Sylvain Amic, directeur du musée des Beaux-Arts de Rouen et directeur de la Réunion des Musées métropolitains Rouen Normandie photo Rouen Métropole
Sylvain Amic, directeur du musée des Beaux-Arts de Rouen et directeur de la Réunion des Musées métropolitains Rouen Normandie, nous avait accordé un entretien en juillet dernier à l’occasion de la formidable édition de Normandie Impressionniste à laquelle la Réunion des Musées Métropolitains Rouen Normandie s’était associée avec pas moins de 9 expositions en résonance. En cette année du Bicentenaire de Flaubert le Musée des Beaux-Arts a décidé de mettre en lumière Salammbô et ses multiples résonnances dans le champ de la littérature, des arts plastiques, du cinéma, de la bande dessinée… Une persistance qui interroge les ressorts iconographiques de Flaubert à l’heure d’une relecture historique qui s’impose autour de l’orientalisme même si Sylvain Amic a su éviter ces nombreux écueils comme il nous le précise, s’entourant de nombreux spécialistes des deux côtés de la méditerranée, l’exposition voyageant ensuite à Marseille puis à Tunis. Une véritable gageure en cette période de crise dont il nous retrace les étapes qui ont permis son maintien.
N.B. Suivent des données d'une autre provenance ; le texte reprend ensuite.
//! Property test: for arbitrary acyclic task graphs, the resolved execution
//! order always places prerequisites before their dependents.

use proptest::prelude::*;

use stylesync::dag::graph::validate_specs;
use stylesync::dag::{DagGraph, TaskKind, TaskSpec};

/// Generate an acyclic spec list: task `i` may only depend on tasks `< i`.
fn arb_specs() -> impl Strategy<Value = Vec<TaskSpec>> {
    (2usize..10)
        .prop_flat_map(|n| {
            let deps = proptest::collection::vec(
                proptest::collection::vec(0usize..n, 0..3),
                n,
            );
            (Just(n), deps)
        })
        .prop_map(|(n, deps)| {
            (0..n)
                .map(|i| {
                    let mut spec = TaskSpec::new(format!("task-{i}"), TaskKind::Aggregate);
                    let mut after: Vec<String> = deps[i]
                        .iter()
                        .filter(|&&d| d < i)
                        .map(|d| format!("task-{d}"))
                        .collect();
                    after.sort();
                    after.dedup();
                    spec.after = after;
                    spec
                })
                .collect()
        })
}

proptest! {
    #[test]
    fn closure_order_respects_every_edge(specs in arb_specs()) {
        prop_assert!(validate_specs(&specs).is_ok());
        let graph = DagGraph::from_specs(&specs);

        for spec in &specs {
            let order = graph.requirement_closure(&spec.name);

            // The target is always last-or-later than its prerequisites,
            // and every transitive prerequisite is present.
            let pos = |name: &str| order.iter().position(|n| n == name);
            let target_pos = pos(&spec.name).expect("target in own closure");

            for dep in &spec.after {
                let dep_pos = pos(dep).expect("direct prerequisite in closure");
                prop_assert!(dep_pos < target_pos, "{dep} must precede {}", spec.name);
            }

            // Each member's own prerequisites are ordered too.
            for member in &order {
                let member_pos = pos(member).unwrap();
                for dep in graph.dependencies_of(member) {
                    let dep_pos = pos(dep).expect("transitive prerequisite in closure");
                    prop_assert!(dep_pos < member_pos, "{dep} must precede {member}");
                }
            }
        }
    }
}
//! File-watcher integration: real notify events against a temporary tree.
//!
//! Filesystem watching is inherently timing-dependent, so matching and
//! non-matching cases run in separate watchers on separate directories.

use std::fs;
use std::time::Duration;

use stylesync::dag::registry::WatchBinding;
use stylesync::engine::{RuntimeEvent, TriggerReason};
use stylesync::watch::{spawn_watcher, WatchProfile};
use stylesync_test_utils::init_tracing;
use tokio::sync::mpsc;
use tokio::time::timeout;

const SETTLE: Duration = Duration::from_millis(300);
const WAIT: Duration = Duration::from_secs(5);

fn scss_profile() -> WatchProfile {
    WatchProfile::compile(&WatchBinding {
        patterns: vec!["assets/scss/**/*.scss".to_string()],
        triggers: "compile-styles".to_string(),
    })
    .unwrap()
}

#[tokio::test(flavor = "multi_thread")]
async fn change_under_watched_tree_triggers_compile() {
    init_tracing();

    let dir = tempfile::tempdir().unwrap();
    let scss_dir = dir.path().join("assets/scss");
    fs::create_dir_all(&scss_dir).unwrap();

    let (tx, mut rx) = mpsc::channel::<RuntimeEvent>(64);
    let _handle = spawn_watcher(dir.path().to_path_buf(), vec![scss_profile()], tx).unwrap();

    // Give the watcher backend a moment to arm before mutating the tree.
    tokio::time::sleep(SETTLE).await;
    fs::write(scss_dir.join("main.scss"), "body { color: red; }\n").unwrap();

    let event = timeout(WAIT, rx.recv())
        .await
        .expect("watcher produced no trigger in time")
        .expect("watch channel closed");

    match event {
        RuntimeEvent::TaskTriggered { task, reason } => {
            assert_eq!(task, "compile-styles");
            assert_eq!(reason, TriggerReason::FileWatch);
        }
        other => panic!("expected TaskTriggered, got {other:?}"),
    }
}

#[tokio::test(flavor = "multi_thread")]
async fn unrelated_files_do_not_trigger() {
    init_tracing();

    let dir = tempfile::tempdir().unwrap();
    fs::create_dir_all(dir.path().join("assets/scss")).unwrap();

    let (tx, mut rx) = mpsc::channel::<RuntimeEvent>(64);
    let _handle = spawn_watcher(dir.path().to_path_buf(), vec![scss_profile()], tx).unwrap();

    tokio::time::sleep(SETTLE).await;
    fs::write(dir.path().join("notes.txt"), "not a stylesheet\n").unwrap();
    fs::write(dir.path().join("assets/app.js"), "console.log(1);\n").unwrap();

    // No trigger may arrive for non-matching paths.
    let outcome = timeout(Duration::from_secs(1), rx.recv()).await;
    assert!(outcome.is_err(), "unexpected trigger: {outcome:?}");
}

#[tokio::test(flavor = "multi_thread")]
async fn each_change_event_triggers_at_most_one_compile() {
    init_tracing();

    let dir = tempfile::tempdir().unwrap();
    let scss_dir = dir.path().join("assets/scss");
    fs::create_dir_all(&scss_dir).unwrap();

    let (tx, mut rx) = mpsc::channel::<RuntimeEvent>(64);
    let _handle = spawn_watcher(dir.path().to_path_buf(), vec![scss_profile()], tx).unwrap();

    tokio::time::sleep(SETTLE).await;
    fs::write(scss_dir.join("one.scss"), "a { top: 0; }\n").unwrap();

    // Drain everything the single write produced; the OS may report it as
    // several events (create + modify), but triggers must stay 1:1 with
    // events, so a small bounded count is the correct expectation.
    let mut triggers = 0;
    while let Ok(Some(event)) = timeout(Duration::from_secs(1), rx.recv()).await {
        match event {
            RuntimeEvent::TaskTriggered { task, .. } => {
                assert_eq!(task, "compile-styles");
                triggers += 1;
            }
            other => panic!("expected TaskTriggered, got {other:?}"),
        }
    }

    assert!(
        (1..=4).contains(&triggers),
        "expected a small number of triggers for one write, got {triggers}"
    );
}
Par ailleurs la 5ème édition de la Ronde a également ouvert, mobilisant 7 lieux et 14 artistes suivant un appel à candidatures ayant remporté un vif succès. Nouveauté, elle fait écho cette année à la Saison Africa 2020 avec La clairière d’Eza Boto, en hommage à l’écrivain et penseur camerounais Mongo Beti, longtemps professeur au Lycée Corneille de Rouen.
En ce qui concerne la reprise de la fréquentation, la Réunion des musées métropolitains de Rouen Normandie a totalisé 1200 visiteurs pour cette Nuit des Musées, chiffre honorable en cette période mais loin des éditions précédentes. Les habitudes n’étant pas totalement revenues, il faut reconquérir chacun et chacune des visiteurs comme le scande Sylvain Amic qui prépare pour la rentrée un focus spécial Judit Reigl et une exceptionnelle exposition sur le cirque et les arts (saison le temps des collections).
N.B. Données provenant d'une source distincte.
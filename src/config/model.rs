// src/config/model.rs

use std::path::PathBuf;

use serde::Deserialize;

/// Top-level configuration as read from `stylesync.toml`.
///
/// ```toml
/// [styles]
/// entry = "assets/scss/main.scss"
/// out_dir = "puzzle/static"
/// browsers = ["last 15 versions", "> 1%"]
///
/// [serve]
/// port = 3000
/// upstream = "localhost:5000"
/// ```
///
/// All sections are optional; missing values fall back to the defaults below.
#[derive(Debug, Clone, Default, Deserialize)]
pub struct Settings {
    /// Stylesheet pipeline settings from `[styles]`.
    #[serde(default)]
    pub styles: StylesSettings,

    /// Dev server settings from `[serve]`.
    #[serde(default)]
    pub serve: ServeSettings,
}

/// `[styles]` section.
#[derive(Debug, Clone, Deserialize)]
pub struct StylesSettings {
    /// Entry stylesheet compiled each cycle. Imports are resolved relative to
    /// the entry file and the include paths.
    #[serde(default = "default_entry")]
    pub entry: PathBuf,

    /// Extra directories searched when resolving `@use` / `@import`.
    #[serde(default = "default_include_paths")]
    pub include_paths: Vec<PathBuf>,

    /// Directory the compiled CSS file is written into.
    #[serde(default = "default_out_dir")]
    pub out_dir: PathBuf,

    /// Glob patterns (relative to the project root) the style watcher
    /// observes.
    #[serde(default = "default_watch")]
    pub watch: Vec<String>,

    /// Browserslist queries the vendor-prefixer targets.
    ///
    /// The trailing legacy entries are carried over from the original target
    /// set; edit them here rather than in code.
    #[serde(default = "default_browsers")]
    pub browsers: Vec<String>,
}

/// `[serve]` section.
#[derive(Debug, Clone, Deserialize)]
pub struct ServeSettings {
    /// Local port the dev proxy listens on.
    #[serde(default = "default_port")]
    pub port: u16,

    /// Address of the already-running site server requests are forwarded to.
    #[serde(default = "default_upstream")]
    pub upstream: String,
}

fn default_entry() -> PathBuf {
    PathBuf::from("assets/scss/main.scss")
}

fn default_include_paths() -> Vec<PathBuf> {
    vec![PathBuf::from("scss")]
}

fn default_out_dir() -> PathBuf {
    PathBuf::from("puzzle/static")
}

fn default_watch() -> Vec<String> {
    vec!["assets/scss/**/*.scss".to_string()]
}

fn default_browsers() -> Vec<String> {
    ["last 15 versions", "> 1%", "ie 8", "ie 7"]
        .iter()
        .map(|s| s.to_string())
        .collect()
}

fn default_port() -> u16 {
    3000
}

fn default_upstream() -> String {
    "localhost:5000".to_string()
}

impl Default for StylesSettings {
    fn default() -> Self {
        Self {
            entry: default_entry(),
            include_paths: default_include_paths(),
            out_dir: default_out_dir(),
            watch: default_watch(),
            browsers: default_browsers(),
        }
    }
}

impl Default for ServeSettings {
    fn default() -> Self {
        Self {
            port: default_port(),
            upstream: default_upstream(),
        }
    }
}
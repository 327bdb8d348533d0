// src/styles/compile.rs

//! Sass compilation via `grass`.

use std::fmt;
use std::path::{Path, PathBuf};

/// A Sass compile failure, owned so it can outlive the compiler's borrowed
/// error type and travel through the notification channel.
#[derive(Debug, Clone)]
pub struct SassError {
    pub path: PathBuf,
    pub message: String,
}

impl fmt::Display for SassError {
    fn fmt(&self, f: &mut fmt::Formatter<'_>) -> fmt::Result {
        write!(f, "{}: {}", self.path.display(), self.message)
    }
}

impl std::error::Error for SassError {}

/// Compile the entry stylesheet and its imports to expanded CSS.
///
/// `include_paths` are searched (in order) when resolving `@use` and
/// `@import`; the entry file's own directory is always searched first by the
/// compiler itself.
pub fn compile_entry(entry: &Path, include_paths: &[PathBuf]) -> Result<String, SassError> {
    let mut options = grass::Options::default().style(grass::OutputStyle::Expanded);
    for path in include_paths {
        options = options.load_path(path.clone());
    }

    grass::from_path(entry, &options).map_err(|err| SassError {
        path: entry.to_path_buf(),
        message: err.to_string(),
    })
}
// src/errors.rs

//! Crate-wide error aliases and helpers.

use thiserror::Error;

#[derive(Error, Debug)]
pub enum StylesyncError {
    #[error("Configuration error: {0}")]
    ConfigError(String),

    #[error("IO error: {0}")]
    IoError(#[from] std::io::Error),

    #[error("Task not found: {0}")]
    TaskNotFound(String),

    #[error("Cycle detected in task DAG: {0}")]
    DagCycle(String),

    #[error("TOML parsing error: {0}")]
    TomlError(#[from] toml::de::Error),

    #[error("CSS post-processing error: {0}")]
    CssError(String),

    #[error("Task failed: {0}")]
    TaskFailed(String),

    #[error(transparent)]
    Other(#[from] anyhow::Error),
}

pub use anyhow::Error;
pub type Result<T> = std::result::Result<T, StylesyncError>;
Il a répondu à mes questions.
Quel bilan pour la 17ème Nuit des Musées ?
Le bilan numérique est inférieur aux éditions normales et tous les musées de France me rejoignent sur ce point alors que nous étions dans une dynamique croissante depuis 2019. Il faut souligner qu’au moment de la réunion des musées métropolitains, nous sommes passés à la gratuité ; ce qui s’est traduit par une baisse très nette de la fréquentation de la Nuit des Musées les gens répondant beaucoup à cette incitation de la gratuité. Puis, année après année, nous avions regagné une fréquentation sur l’ensemble pour totaliser jusqu’à 4000 visiteurs pour la Nuit des musées, ce qui n’est pas le cas de cette édition.
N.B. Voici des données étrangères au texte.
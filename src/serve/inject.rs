// src/serve/inject.rs

//! Live-reload client injection into proxied HTML.

/// Route serving the live-reload WebSocket.
pub const WS_ROUTE: &str = "/__stylesync/ws";

/// Route serving the embedded browser client.
pub const CLIENT_SCRIPT_ROUTE: &str = "/__stylesync/client.js";

/// Tag injected into proxied HTML pages.
pub const CLIENT_SCRIPT_TAG: &str = "<script src=\"/__stylesync/client.js\" async></script>";

const CLOSE_BODY: &[u8] = b"</body>";

/// Insert the client script tag before the final `</body>` (any case).
/// Documents without one get the tag appended, which browsers still execute.
pub fn inject_client_tag(html: &[u8]) -> Vec<u8> {
    let lower = html.to_ascii_lowercase();

    let mut out = Vec::with_capacity(html.len() + CLIENT_SCRIPT_TAG.len());
    match lower
        .windows(CLOSE_BODY.len())
        .rposition(|window| window == CLOSE_BODY)
    {
        Some(idx) => {
            out.extend_from_slice(&html[..idx]);
            out.extend_from_slice(CLIENT_SCRIPT_TAG.as_bytes());
            out.extend_from_slice(&html[idx..]);
        }
        None => {
            out.extend_from_slice(html);
            out.extend_from_slice(CLIENT_SCRIPT_TAG.as_bytes());
        }
    }

    out
}

#[cfg(test)]
mod tests {
    use super::*;

    #[test]
    fn tag_lands_before_closing_body() {
        let html = b"<html><body><p>hi</p></body></html>";
        let out = String::from_utf8(inject_client_tag(html)).unwrap();
        assert_eq!(
            out,
            format!("<html><body><p>hi</p>{CLIENT_SCRIPT_TAG}</body></html>")
        );
    }

    #[test]
    fn closing_tag_match_is_case_insensitive() {
        let html = b"<BODY>x</BODY>";
        let out = String::from_utf8(inject_client_tag(html)).unwrap();
        assert!(out.ends_with(&format!("{CLIENT_SCRIPT_TAG}</BODY>")));
    }

    #[test]
    fn fragment_without_body_gets_tag_appended() {
        let html = b"<p>partial</p>";
        let out = String::from_utf8(inject_client_tag(html)).unwrap();
        assert_eq!(out, format!("<p>partial</p>{CLIENT_SCRIPT_TAG}"));
    }
}
// src/reload/mod.rs

//! Live reload: message protocol and broadcast hub.
//!
//! The dev server forwards every message published on the hub to connected
//! browser clients over WebSocket; the compile pipeline publishes through
//! the [`ChangeNotifier`] impl on [`ReloadHub`].
//!
//! [`ChangeNotifier`]: crate::styles::ChangeNotifier

pub mod hub;
pub mod message;

pub use hub::ReloadHub;
pub use message::ReloadMessage;
// src/serve/proxy.rs

//! Reverse-proxy fallback handler.
//!
//! Every request that is not a stylesync route is forwarded verbatim to the
//! upstream site server. HTML responses get the live-reload client tag
//! injected; everything else streams through untouched. Upstream redirects
//! are passed back to the browser rather than followed.

use anyhow::{Context, Result};
use axum::body::Body;
use axum::extract::{Request, State};
use axum::http::StatusCode;
use axum::response::{IntoResponse, Response};
use tracing::{debug, warn};

use crate::serve::inject::inject_client_tag;
use crate::serve::ServeState;

/// Headers that describe the connection, not the payload; never forwarded in
/// either direction.
const HOP_BY_HOP: &[&str] = &[
    "connection",
    "keep-alive",
    "proxy-authenticate",
    "proxy-authorization",
    "te",
    "trailer",
    "transfer-encoding",
    "upgrade",
];

fn is_hop_by_hop(name: &str) -> bool {
    HOP_BY_HOP.contains(&name)
}

/// Axum fallback handler: forward to the upstream, 502 on failure.
pub async fn forward(State(state): State<ServeState>, req: Request) -> Response {
    let path = req.uri().path().to_string();

    match proxy_request(&state, req).await {
        Ok(response) => response,
        Err(err) => {
            warn!(
                path = %path,
                upstream = %state.upstream,
                error = %err,
                "upstream request failed"
            );
            (
                StatusCode::BAD_GATEWAY,
                format!("stylesync: upstream {} unavailable: {err:#}", state.upstream),
            )
                .into_response()
        }
    }
}

async fn proxy_request(state: &ServeState, req: Request) -> Result<Response> {
    let (parts, body) = req.into_parts();

    let path_query = parts
        .uri
        .path_and_query()
        .map(|pq| pq.as_str())
        .unwrap_or("/");
    let url = format!("http://{}{}", state.upstream, path_query);

    let method = reqwest::Method::from_bytes(parts.method.as_str().as_bytes())
        .context("converting request method")?;

    let body_bytes = axum::body::to_bytes(body, usize::MAX)
        .await
        .context("reading request body")?;

    let mut upstream_req = state.client.request(method, &url);
    for (name, value) in &parts.headers {
        let name = name.as_str();
        // Host is set from the upstream URL; identity encoding keeps the
        // HTML injectable without a decompression step.
        if is_hop_by_hop(name) || name == "host" || name == "accept-encoding" {
            continue;
        }
        upstream_req = upstream_req.header(name, value.as_bytes());
    }
    upstream_req = upstream_req.header("accept-encoding", "identity");

    if !body_bytes.is_empty() {
        upstream_req = upstream_req.body(body_bytes.to_vec());
    }

    let upstream_resp = upstream_req.send().await.context("forwarding request")?;

    let status = StatusCode::from_u16(upstream_resp.status().as_u16())
        .context("converting response status")?;

    let is_html = upstream_resp
        .headers()
        .get("content-type")
        .and_then(|v| v.to_str().ok())
        .is_some_and(|v| v.contains("text/html"));

    // Content-length is dropped because injection changes the body size;
    // axum fills in the correct value.
    let response_headers: Vec<(String, Vec<u8>)> = upstream_resp
        .headers()
        .iter()
        .filter(|(name, _)| {
            let name = name.as_str();
            !is_hop_by_hop(name) && name != "content-length"
        })
        .map(|(name, value)| (name.as_str().to_string(), value.as_bytes().to_vec()))
        .collect();

    let payload = upstream_resp
        .bytes()
        .await
        .context("reading upstream response body")?;

    let payload = if is_html {
        debug!(url = %url, "injecting live-reload client into HTML response");
        inject_client_tag(&payload)
    } else {
        payload.to_vec()
    };

    let mut response = Response::builder().status(status);
    for (name, value) in response_headers {
        response = response.header(name, value);
    }

    Ok(response
        .body(Body::from(payload))
        .context("assembling proxied response")?)
}
// src/styles/pipeline.rs

//! One compile cycle: compile the entry file, prefix, write, notify.
//!
//! A Sass error is a soft outcome here: it is handed to the
//! [`ChangeNotifier`] and the cycle produces no output, but the caller sees
//! `Ok(CycleOutcome::CompileFailed)` so the watch session keeps going. Only
//! infrastructure problems (unwritable output directory, invalid browser
//! list, CSS printer failure) surface as hard errors.

use std::fs;
use std::path::{Path, PathBuf};

use lightningcss::targets::Browsers;
use tracing::{info, warn};

use crate::config::StylesSettings;
use crate::errors::Result;
use crate::styles::compile::compile_entry;
use crate::styles::prefix::{apply_prefixes, browser_targets};

/// Receiver for per-cycle notifications.
///
/// In production this is the live-reload hub; tests substitute a recording
/// implementation.
pub trait ChangeNotifier: Send + Sync {
    /// A fresh stylesheet was written; `css` is its full text.
    fn stylesheet_updated(&self, name: &str, css: &str);

    /// The entry (or one of its imports) failed to compile.
    fn compile_failed(&self, path: &Path, message: &str);
}

/// Result of one compile cycle.
#[derive(Debug, Clone, PartialEq, Eq)]
pub enum CycleOutcome {
    /// CSS written to `path`.
    Written { path: PathBuf, bytes: usize },
    /// Sass failed to compile; the notifier was informed and no output was
    /// produced this cycle.
    CompileFailed,
}

/// Resolved, ready-to-run stylesheet pipeline.
#[derive(Debug, Clone)]
pub struct StylePipeline {
    entry: PathBuf,
    include_paths: Vec<PathBuf>,
    out_dir: PathBuf,
    browsers: Browsers,
}

impl StylePipeline {
    /// Resolve settings against the project root and parse the browser
    /// target list once.
    pub fn from_settings(root: &Path, settings: &StylesSettings) -> Result<Self> {
        let browsers = browser_targets(&settings.browsers)?;

        Ok(Self {
            entry: root.join(&settings.entry),
            include_paths: settings.include_paths.iter().map(|p| root.join(p)).collect(),
            out_dir: root.join(&settings.out_dir),
            browsers,
        })
    }

    /// Destination of the compiled stylesheet: entry stem + `.css` inside the
    /// output directory.
    pub fn output_path(&self) -> PathBuf {
        let stem = self
            .entry
            .file_stem()
            .map(|s| s.to_string_lossy().into_owned())
            .unwrap_or_else(|| "main".to_string());
        self.out_dir.join(format!("{stem}.css"))
    }

    /// Run one compile cycle.
    pub fn run_cycle(&self, notifier: &dyn ChangeNotifier) -> Result<CycleOutcome> {
        let css = match compile_entry(&self.entry, &self.include_paths) {
            Ok(css) => css,
            Err(err) => {
                warn!(path = %err.path.display(), error = %err.message, "sass compile failed");
                notifier.compile_failed(&err.path, &err.message);
                return Ok(CycleOutcome::CompileFailed);
            }
        };

        let prefixed = apply_prefixes(&css, &self.browsers)?;

        fs::create_dir_all(&self.out_dir)?;
        let path = self.output_path();
        fs::write(&path, &prefixed)?;

        let name = path
            .file_name()
            .map(|s| s.to_string_lossy().into_owned())
            .unwrap_or_default();

        info!(
            path = %path.display(),
            bytes = prefixed.len(),
            "stylesheet compiled"
        );
        notifier.stylesheet_updated(&name, &prefixed);

        Ok(CycleOutcome::Written {
            path,
            bytes: prefixed.len(),
        })
    }
}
Plusieurs facteurs expliquent ce phénomène :
D’une part la pandémie, d’autre part la date qui coïncidait avec le départ en vacances et beaucoup d’évènements simultanés à Rouen ce même soir ce qui ne nous était pas favorable. Mais si l’on regarde les choses de façon positive ce temps, joyeux et festif permet de nombreux formats de rencontres avec des ateliers, la présence des artistes contemporains dans le cadre de la Ronde et les retours d’expérience que nous avons de la part de l’équipe d’animation et des visiteurs vont dans ce sens et nous en sommes contents, conscients du chemin qui reste à parcourir. Rien ne sera gagné en termes de fréquentation et il en va de même dans les autres secteurs de la culture comme les cinémas ou le théâtre.
Salammbô : genèse
Dès le départ je souhaitais construire un partenariat le long des deux rives de la Méditerranée, ne pouvant envisager un tel projet sans associer la Tunisie avec le Mucem comme formidable relais et point d’appui. Nous avons donc travaillé avec un comité scientifique qui associait un certain nombre de personnalités tunisiennes appartenant à l’Institut national du patrimoine, chercheurs ou archéologues. Un comité étoffé et solide qui permettait d’emblée de pouvoir traiter l’ensemble des champs qu’ils soient littéraires avec Jacques Neefs l’un des grands spécialistes de Flaubert (Université Paris 8 et Johns-Hopkins), archéologiques comme évoqué précédemment mais aussi musicaux, cinématographiques, artistiques.. toute une mosaïque de connaissances et savoir-faires mobilisés autour de ce projet.
Ce projet mettant en jeu beaucoup de disciplines différentes sur lesquelles il n’y avait pas encore eu beaucoup de préalables ou d’ouvrages de référence, nous avons dû mener une phase de recherche très intense et qui pourrait d’ailleurs se prolonger encore autour d’autres éléments.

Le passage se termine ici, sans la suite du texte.